Infectious organisms, such as viruses and parasites, have plagued humanity throughout history. Recent advances in public health, such as vaccines, antibiotics, and improved sanitation, have aided in the fight against infectious diseases—helping people enjoy longer, healthier lives. We now face new challenges, however, in the form of chronic, diet-related diseases:
- Cardiovascular disease is a group of disorders that affect the heart and blood vessels. It is the leading cause of death in the U.S., responsible for an estimated one in three deaths.3
- Cancer is caused by the uncontrolled division of abnormal body cells. It is the second leading cause of death in the U.S. One in five Americans dies from cancer, and four in 10 are expected to receive cancer diagnoses in their lifetimes.4
- Type 2 diabetes is a condition in which cells do not adequately take in glucose (blood sugar) for energy.
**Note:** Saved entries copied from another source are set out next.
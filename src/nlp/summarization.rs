// Text summarization using an extractive approach.
// Sentences are scored by the frequency of their content words and picked until
// the summary falls inside the configured word bounds.
use once_cell::sync::Lazy;
use regex::Regex;
use serde::{Deserialize, Serialize};
use std::collections::HashMap;

use super::tokenizer::is_stopword;
use crate::error::AnalysisError;

static SENTENCE_PATTERN: Lazy<Regex> = Lazy::new(|| Regex::new(r"[^.!?]+(?:[.!?]+|$)").unwrap());

static WORD_PATTERN: Lazy<Regex> = Lazy::new(|| Regex::new(r"[\p{L}\p{N}']+").unwrap());

/// Length bounds are counted in words.
#[derive(Debug, Clone, Copy, PartialEq, Eq, Serialize, Deserialize)]
pub struct SummaryOptions {
    pub max_length: usize,
    pub min_length: usize,
    pub do_sample: bool,
}

impl Default for SummaryOptions {
    fn default() -> Self {
        Self {
            max_length: 150,
            min_length: 50,
            do_sample: false,
        }
    }
}

/// Produces a shorter text within the given length bounds.
pub trait Summarizer: Send + Sync {
    fn summarize(&self, text: &str, options: &SummaryOptions) -> Result<String, AnalysisError>;
}

#[derive(Debug, Clone, Default)]
pub struct ExtractiveSummarizer;

impl ExtractiveSummarizer {
    pub fn new() -> Self {
        Self
    }
}

impl Summarizer for ExtractiveSummarizer {
    fn summarize(&self, text: &str, options: &SummaryOptions) -> Result<String, AnalysisError> {
        if options.do_sample {
            return Err(AnalysisError::Capability(
                "extractive summarizer does not support sampling".to_string(),
            ));
        }
        Ok(summarize_text_content(text, options))
    }
}

fn word_count(s: &str) -> usize {
    s.split_whitespace().count()
}

fn normalize_whitespace(s: &str) -> String {
    s.split_whitespace().collect::<Vec<_>>().join(" ")
}

fn truncate_words(s: &str, max: usize) -> String {
    s.split_whitespace().take(max).collect::<Vec<_>>().join(" ")
}

pub fn summarize_text_content(text: &str, options: &SummaryOptions) -> String {
    let total_words = word_count(text);
    if total_words == 0 {
        return String::new();
    }
    // Short input is already a summary of itself
    if total_words <= options.min_length {
        return truncate_words(text, options.max_length);
    }

    let sentences: Vec<String> = SENTENCE_PATTERN
        .find_iter(text)
        .map(|m| normalize_whitespace(m.as_str()))
        .filter(|s| !s.is_empty())
        .collect();
    if sentences.is_empty() {
        return truncate_words(text, options.max_length);
    }

    // Content word frequencies
    let mut word_freq: HashMap<String, usize> = HashMap::new();
    for sentence in &sentences {
        for word in WORD_PATTERN.find_iter(sentence) {
            let word_str = word.as_str().to_lowercase();
            if !is_stopword(&word_str) && word_str.chars().count() > 2 {
                *word_freq.entry(word_str).or_insert(0) += 1;
            }
        }
    }

    let max_freq = word_freq.values().max().copied().unwrap_or(1) as f32;

    let mut sentence_scores: Vec<(usize, f32)> = sentences
        .iter()
        .enumerate()
        .map(|(idx, sentence)| {
            let words: Vec<_> = WORD_PATTERN.find_iter(sentence).collect();
            let mut score: f32 = words
                .iter()
                .filter_map(|w| word_freq.get(&w.as_str().to_lowercase()))
                .map(|&freq| freq as f32 / max_freq)
                .sum();
            // Normalize by sentence length to avoid bias toward long sentences
            if !words.is_empty() {
                score /= words.len() as f32;
            }
            // Leading sentences often carry the key information
            if idx == 0 {
                score *= 1.5;
            }
            (idx, score)
        })
        .collect();

    // Stable sort keeps earlier sentences first on equal scores
    sentence_scores.sort_by(|a, b| b.1.partial_cmp(&a.1).unwrap_or(std::cmp::Ordering::Equal));

    let mut selected: Vec<usize> = Vec::new();
    let mut length = 0;
    for &(idx, _) in &sentence_scores {
        if length >= options.min_length {
            break;
        }
        let words = word_count(&sentences[idx]);
        if length + words > options.max_length {
            continue;
        }
        selected.push(idx);
        length += words;
    }

    if selected.is_empty() {
        // Every sentence overflows on its own; cut the best one at a word boundary
        let best = sentence_scores[0].0;
        return truncate_words(&sentences[best], options.max_length);
    }

    selected.sort_unstable();
    selected
        .iter()
        .map(|&idx| sentences[idx].as_str())
        .collect::<Vec<_>>()
        .join(" ")
}
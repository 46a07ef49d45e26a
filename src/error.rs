// Error type shared by the analysis pipeline and its capabilities.

use thiserror::Error;

/// Every failure the pipeline can produce. `Display` is the message sent to
/// clients.
#[derive(Debug, Error)]
pub enum AnalysisError {
    /// Network failure, bad URL or non-success HTTP status.
    #[error("{0}")]
    Fetch(String),
    /// The page was fetched but no article text could be extracted.
    #[error("{0}")]
    Extract(String),
    /// A sentiment, tokenization or summarization capability failed.
    #[error("{0}")]
    Capability(String),
}

impl From<reqwest::Error> for AnalysisError {
    fn from(err: reqwest::Error) -> Self {
        AnalysisError::Fetch(err.to_string())
    }
}

impl From<tokio::task::JoinError> for AnalysisError {
    fn from(err: tokio::task::JoinError) -> Self {
        AnalysisError::Capability(format!("analysis task failed: {}", err))
    }
}
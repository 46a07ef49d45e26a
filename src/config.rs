// Service configuration, read from command-line flags with env fallbacks.

use anyhow::{anyhow, bail, Result};
use clap::Args;
use std::net::SocketAddr;
use std::sync::Arc;
use std::time::Duration;

use crate::fetch::HttpArticleFetcher;
use crate::nlp::{EnglishTokenizer, ExtractiveSummarizer, LexiconClassifier, SummaryOptions};
use crate::pipeline::{AnalysisContext, AnalysisSettings};

#[derive(Args, Debug, Clone)]
pub struct ServiceConfig {
    /// Host to bind to
    #[arg(long, env = "TEXTLENS_HOST", default_value = "127.0.0.1")]
    pub host: String,

    /// Port to listen on
    #[arg(long, env = "TEXTLENS_PORT", default_value_t = 8000)]
    pub port: u16,

    /// Characters of input passed to the sentiment classifier
    #[arg(long, env = "TEXTLENS_SENTIMENT_CHAR_LIMIT", default_value_t = 512)]
    pub sentiment_char_limit: usize,

    /// Upper bound on summary length, in words
    #[arg(long, env = "TEXTLENS_SUMMARY_MAX_LENGTH", default_value_t = 150)]
    pub summary_max_length: usize,

    /// Lower bound on summary length, in words
    #[arg(long, env = "TEXTLENS_SUMMARY_MIN_LENGTH", default_value_t = 50)]
    pub summary_min_length: usize,

    /// Timeout for fetching a web page
    #[arg(long, env = "TEXTLENS_FETCH_TIMEOUT_SECS", default_value_t = 30)]
    pub fetch_timeout_secs: u64,

    #[arg(long, env = "TEXTLENS_USER_AGENT", default_value = concat!("textlens/", env!("CARGO_PKG_VERSION")))]
    pub user_agent: String,

    /// Emit logs as JSON lines
    #[arg(long, env = "TEXTLENS_LOG_JSON", default_value_t = false)]
    pub log_json: bool,
}

impl Default for ServiceConfig {
    fn default() -> Self {
        Self {
            host: "127.0.0.1".to_string(),
            port: 8000,
            sentiment_char_limit: 512,
            summary_max_length: 150,
            summary_min_length: 50,
            fetch_timeout_secs: 30,
            user_agent: concat!("textlens/", env!("CARGO_PKG_VERSION")).to_string(),
            log_json: false,
        }
    }
}

impl ServiceConfig {
    pub fn validate(&self) -> Result<()> {
        if self.sentiment_char_limit == 0 {
            bail!("sentiment char limit must be positive");
        }
        if self.summary_max_length == 0 {
            bail!("summary max length must be positive");
        }
        if self.summary_min_length > self.summary_max_length {
            bail!(
                "summary min length {} exceeds max length {}",
                self.summary_min_length,
                self.summary_max_length
            );
        }
        Ok(())
    }

    /// Resolves `host` (an IP literal or a hostname such as `localhost`) to
    /// the first address it maps to.
    pub async fn resolve_addr(&self) -> Result<SocketAddr> {
        tokio::net::lookup_host((self.host.as_str(), self.port))
            .await?
            .next()
            .ok_or_else(|| anyhow!("host {} resolved to no addresses", self.host))
    }

    pub fn settings(&self) -> AnalysisSettings {
        AnalysisSettings {
            sentiment_char_limit: self.sentiment_char_limit,
            summary: SummaryOptions {
                max_length: self.summary_max_length,
                min_length: self.summary_min_length,
                do_sample: false,
            },
        }
    }

    /// Loads every capability once; the returned context is shared by all requests.
    pub fn build_context(&self) -> Result<AnalysisContext> {
        self.validate()?;
        let fetcher = HttpArticleFetcher::new(
            Duration::from_secs(self.fetch_timeout_secs),
            &self.user_agent,
        )?;
        Ok(AnalysisContext::new(
            Arc::new(LexiconClassifier::new()),
            Arc::new(EnglishTokenizer::new()),
            Arc::new(ExtractiveSummarizer::new()),
            Arc::new(fetcher),
            self.settings(),
        ))
    }
}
One in three American children is predicted to develop type 2 diabetes in their lifetime.5
- Overweight and obesity are conditions that usually indicate a high percentage of body fat. Being obese can increase a person’s risk for other diet-related diseases and other health problems such as asthma, sleep apnea (breathing stops and starts during sleep), and pregnancy complications.6 Because obesity rates are so high, life expectancy in the U.S. is predicted to significantly decline for the first time since the influenza outbreak of 1918.7
The causes of these diseases are not fully understood, but scientific evidence gives us clues. Factors such as diet, physical activity levels, genetics, exposure to chemicals in the environment, and even the types of microorganisms living in our guts8 are thought to play a role.
Trends in American Diets
The average American consumes more added sugars, refined grains, saturated fats, and sodium than are recommended by U.S. dietary guidelines.11 And while Americans are the second highest per capita consumers of meat in the world,12 their intake of fruits, vegetables, and whole grains remains well below recommended levels. These dietary patterns have been associated with greater risks for diet-related disease.
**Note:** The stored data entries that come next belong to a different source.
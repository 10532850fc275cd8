pub mod ai;
pub mod config;
pub mod gateway;
pub mod imaging;
pub mod state;
pub mod transcript;

// Re-export main types for convenience
pub use ai::GeminiClient;
pub use config::{Config, GatewaySettings};
pub use gateway::{ExchangeRequest, Gateway};
pub use imaging::{InlineImage, MAX_IMAGE_BYTES};
pub use state::{ChatEntry, ChatRole, ImageRef};
pub use transcript::{Exchange, ExchangeTicket, TranscriptController, ERROR_MESSAGE};
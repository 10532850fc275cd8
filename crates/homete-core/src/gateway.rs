use anyhow::Result;
use std::future::Future;
use std::path::{Path, PathBuf};

/// Instruction sent ahead of an image.
pub const IMAGE_INSTRUCTION: &str = "次の画像を褒めてください。";

/// Wrap the user's text in the fixed praise instruction
pub fn text_prompt(text: &str) -> String {
    format!("次の内容を褒めてください。「{}」", text)
}

/// Boundary to the remote generative model.
///
/// Implementations are stateless with respect to the transcript: plain data in, reply text out.
pub trait Gateway {
    fn reply_to_text(&self, text: &str) -> impl Future<Output = Result<String>> + Send;

    fn reply_to_image(&self, path: &Path) -> impl Future<Output = Result<String>> + Send;
}

/// What a submission asks the gateway for
#[derive(Debug, Clone, PartialEq, Eq)]
pub enum ExchangeRequest {
    Text(String),
    Image(PathBuf),
}

impl ExchangeRequest {
    pub async fn send<G: Gateway>(&self, gateway: &G) -> Result<String> {
        match self {
            ExchangeRequest::Text(text) => gateway.reply_to_text(text).await,
            ExchangeRequest::Image(path) => gateway.reply_to_image(path).await,
        }
    }
}

#[cfg(test)]
mod tests {
    use super::*;
    use anyhow::anyhow;

    struct Echo;

    impl Gateway for Echo {
        async fn reply_to_text(&self, text: &str) -> Result<String> {
            Ok(format!("text:{}", text))
        }

        async fn reply_to_image(&self, path: &Path) -> Result<String> {
            Err(anyhow!("cannot read {}", path.display()))
        }
    }

    #[test]
    fn test_text_prompt_wraps_input() {
        assert_eq!(text_prompt("ラーメン"), "次の内容を褒めてください。「ラーメン」");
    }

    #[tokio::test]
    async fn test_send_dispatches_by_kind() {
        let reply = ExchangeRequest::Text("hi".to_string()).send(&Echo).await.unwrap();
        assert_eq!(reply, "text:hi");

        let err = ExchangeRequest::Image(PathBuf::from("/nope.png"))
            .send(&Echo)
            .await
            .unwrap_err();
        assert!(err.to_string().contains("/nope.png"));
    }
}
In many respects, U.S. diets have gotten worse over recent decades. Between 1970 and 2000, the average number of daily calories per capita in the U.S. food supply increased by over 50013—the equivalent of adding a quarter-pound cheeseburger, 365 days a year, to the diet of every U.S. citizen. Much of this growth has been in the form of sugar and refined grains.14
- More added sugar: Between 1970 and 2010, added sugar intake increased by 11 percent.13 While this may not seem like a large increase, added sugar intake was already high in 1970—as much as two 12-ounce cans of soda.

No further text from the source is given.